- [EXERCISE BRIEF]: From the data that follows, print exactly the lines starting at the one containing "Attaches the window" and ending at the one containing "running callback lands"; include both of them and nothing more.
START DATA EXTRACT
use std::cell::RefCell;
use std::rc::Rc;

use winit::window::Window;

use framegate::sched::CallbackQueue;
use framegate::{FrameCallback, FrameScheduler, RequestId};

/// Frame scheduler backed by winit's redraw cycle.
///
/// `schedule_frame` queues the callback and asks the bound window for a
/// redraw (the host coalesces repeated requests); whoever owns the event
/// loop calls [`tick`](Self::tick) once per `RedrawRequested` to run the due
/// batch. [`FrameLoop`](crate::FrameLoop) does both wiring steps for you;
/// programs with their own `ApplicationHandler` call
/// [`bind_window`](Self::bind_window) and `tick` themselves.
///
/// Callbacks scheduled before a window exists simply queue; binding the
/// window flushes them by requesting one redraw. Unbound schedulers also
/// make the queue discipline testable without a display.
///
/// Handles are cheap clones sharing one queue.
#[derive(Clone)]
pub struct RedrawScheduler {
    inner: Rc<RefCell<Inner>>,
}

struct Inner {
    queue: CallbackQueue,
    window: Option<Rc<Window>>,
}

impl RedrawScheduler {
    pub fn new() -> Self {
        Self {
            inner: Rc::new(RefCell::new(Inner {
                queue: CallbackQueue::new(),
                window: None,
            })),
        }
    }

    /// Number of callbacks waiting for the next redraw.
    pub fn pending(&self) -> usize {
        self.inner.borrow().queue.len()
    }

    /// Attaches the window whose redraw cycle drives this scheduler,
    /// requesting a redraw if callbacks are already waiting.
    pub fn bind_window(&self, window: Rc<Window>) {
        let mut inner = self.inner.borrow_mut();
        if !inner.queue.is_empty() {
            window.request_redraw();
        }
        inner.window = Some(window);
    }

    /// Runs the batch due for the redraw being processed, in scheduling
    /// order, all callbacks seeing the same
    /// [`FrameTick`](framegate::FrameTick).
    ///
    /// The queue is drained first, so a callback scheduled from inside a
    /// running callback lands on the next redraw (its `request_redraw` has
    /// already re-armed the host).
    ///
    /// Returns how many callbacks ran.
    pub fn tick(&self) -> usize {
        let (due, tick) = self.inner.borrow_mut().queue.drain_for_tick();

        let count = due.len();
        for (_request, callback) in due {
            callback(tick);
        }
        count
    }
}

impl Default for RedrawScheduler {
    fn default() -> Self {
        Self::new()
    }
}

impl FrameScheduler for RedrawScheduler {
    type Request = RequestId;

    fn schedule_frame(&self, callback: FrameCallback) -> RequestId {
        let mut inner = self.inner.borrow_mut();
        let request = inner.queue.push(callback);
        if let Some(window) = &inner.window {
            window.request_redraw();
        }
        request
    }

    fn cancel_frame(&self, request: RequestId) {
        self.inner.borrow_mut().queue.remove(request);
    }
}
END DATA EXTRACT
- [EXERCISE SOLUTION]:
    /// Attaches the window whose redraw cycle drives this scheduler,
    /// requesting a redraw if callbacks are already waiting.
    pub fn bind_window(&self, window: Rc<Window>) {
        let mut inner = self.inner.borrow_mut();
        if !inner.queue.is_empty() {
            window.request_redraw();
        }
        inner.window = Some(window);
    }

    /// Runs the batch due for the redraw being processed, in scheduling
    /// order, all callbacks seeing the same
    /// [`FrameTick`](framegate::FrameTick).
    ///
    /// The queue is drained first, so a callback scheduled from inside a
    /// running callback lands on the next redraw (its `request_redraw` has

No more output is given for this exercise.